Filter the records below, keeping only lines with the string "ValidationError".

───── Data provided ─────

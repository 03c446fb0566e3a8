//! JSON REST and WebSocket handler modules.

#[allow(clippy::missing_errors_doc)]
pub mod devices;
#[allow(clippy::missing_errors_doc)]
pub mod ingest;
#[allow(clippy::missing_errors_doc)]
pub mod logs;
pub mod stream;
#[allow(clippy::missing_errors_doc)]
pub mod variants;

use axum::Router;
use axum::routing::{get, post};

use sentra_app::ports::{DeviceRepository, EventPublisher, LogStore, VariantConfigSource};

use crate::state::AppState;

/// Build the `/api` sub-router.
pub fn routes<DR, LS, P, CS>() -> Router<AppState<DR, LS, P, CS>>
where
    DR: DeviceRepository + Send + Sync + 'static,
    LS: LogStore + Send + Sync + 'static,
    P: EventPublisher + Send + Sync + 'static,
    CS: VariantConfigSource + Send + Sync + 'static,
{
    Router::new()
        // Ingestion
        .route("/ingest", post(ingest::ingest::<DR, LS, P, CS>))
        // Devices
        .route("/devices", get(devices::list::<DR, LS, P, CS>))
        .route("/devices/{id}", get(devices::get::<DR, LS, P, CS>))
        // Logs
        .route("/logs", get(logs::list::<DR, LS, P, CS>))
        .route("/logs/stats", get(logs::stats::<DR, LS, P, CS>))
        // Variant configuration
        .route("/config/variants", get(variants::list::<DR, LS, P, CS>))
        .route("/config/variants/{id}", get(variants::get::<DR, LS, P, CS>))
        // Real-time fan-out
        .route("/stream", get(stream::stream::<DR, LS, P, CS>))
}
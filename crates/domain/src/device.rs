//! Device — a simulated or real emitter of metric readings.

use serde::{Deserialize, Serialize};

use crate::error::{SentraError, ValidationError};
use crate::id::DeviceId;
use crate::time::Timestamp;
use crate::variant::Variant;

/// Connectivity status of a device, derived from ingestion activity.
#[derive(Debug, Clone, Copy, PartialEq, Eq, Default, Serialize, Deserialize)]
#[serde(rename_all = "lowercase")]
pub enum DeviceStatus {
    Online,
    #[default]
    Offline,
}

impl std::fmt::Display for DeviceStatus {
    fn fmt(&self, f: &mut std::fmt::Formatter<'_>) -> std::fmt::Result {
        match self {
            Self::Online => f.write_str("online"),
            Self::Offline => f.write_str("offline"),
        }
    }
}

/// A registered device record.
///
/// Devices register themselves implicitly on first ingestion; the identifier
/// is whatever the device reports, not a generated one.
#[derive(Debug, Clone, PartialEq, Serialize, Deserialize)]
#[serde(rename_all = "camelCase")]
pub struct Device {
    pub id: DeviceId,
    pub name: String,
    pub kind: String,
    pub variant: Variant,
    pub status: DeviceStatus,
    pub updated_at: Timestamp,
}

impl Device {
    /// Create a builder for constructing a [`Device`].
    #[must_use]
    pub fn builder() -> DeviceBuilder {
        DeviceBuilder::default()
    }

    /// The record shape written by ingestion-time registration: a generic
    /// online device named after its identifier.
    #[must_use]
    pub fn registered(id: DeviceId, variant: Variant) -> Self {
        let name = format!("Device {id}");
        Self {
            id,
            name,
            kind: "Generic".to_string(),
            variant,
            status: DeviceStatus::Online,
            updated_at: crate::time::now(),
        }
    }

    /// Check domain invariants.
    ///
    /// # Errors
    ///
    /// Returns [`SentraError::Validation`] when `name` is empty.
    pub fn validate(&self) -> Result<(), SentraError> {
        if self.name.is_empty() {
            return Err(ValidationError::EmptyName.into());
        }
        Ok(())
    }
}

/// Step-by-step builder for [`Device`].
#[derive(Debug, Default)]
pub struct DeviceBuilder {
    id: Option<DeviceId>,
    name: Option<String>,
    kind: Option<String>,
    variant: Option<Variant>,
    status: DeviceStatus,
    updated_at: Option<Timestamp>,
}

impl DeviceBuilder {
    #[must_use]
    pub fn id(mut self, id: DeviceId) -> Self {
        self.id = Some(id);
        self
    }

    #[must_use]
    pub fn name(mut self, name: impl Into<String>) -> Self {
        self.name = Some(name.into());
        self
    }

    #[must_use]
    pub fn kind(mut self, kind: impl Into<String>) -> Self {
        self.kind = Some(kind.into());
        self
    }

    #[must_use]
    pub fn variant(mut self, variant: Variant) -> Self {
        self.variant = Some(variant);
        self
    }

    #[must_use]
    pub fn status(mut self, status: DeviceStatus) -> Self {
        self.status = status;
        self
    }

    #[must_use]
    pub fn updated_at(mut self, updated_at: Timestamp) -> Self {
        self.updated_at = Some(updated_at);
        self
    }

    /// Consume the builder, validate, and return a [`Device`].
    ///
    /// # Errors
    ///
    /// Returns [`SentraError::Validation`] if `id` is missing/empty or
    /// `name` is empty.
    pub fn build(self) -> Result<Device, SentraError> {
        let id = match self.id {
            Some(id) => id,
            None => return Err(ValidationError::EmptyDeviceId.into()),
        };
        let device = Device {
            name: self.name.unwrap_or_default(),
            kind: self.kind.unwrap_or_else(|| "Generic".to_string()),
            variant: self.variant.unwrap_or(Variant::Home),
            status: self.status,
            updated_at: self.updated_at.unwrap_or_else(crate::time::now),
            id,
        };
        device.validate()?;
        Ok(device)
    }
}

─────

» Exercise output:
use crate::error::{SentraError, ValidationError};
            return Err(ValidationError::EmptyName.into());
            None => return Err(ValidationError::EmptyDeviceId.into()),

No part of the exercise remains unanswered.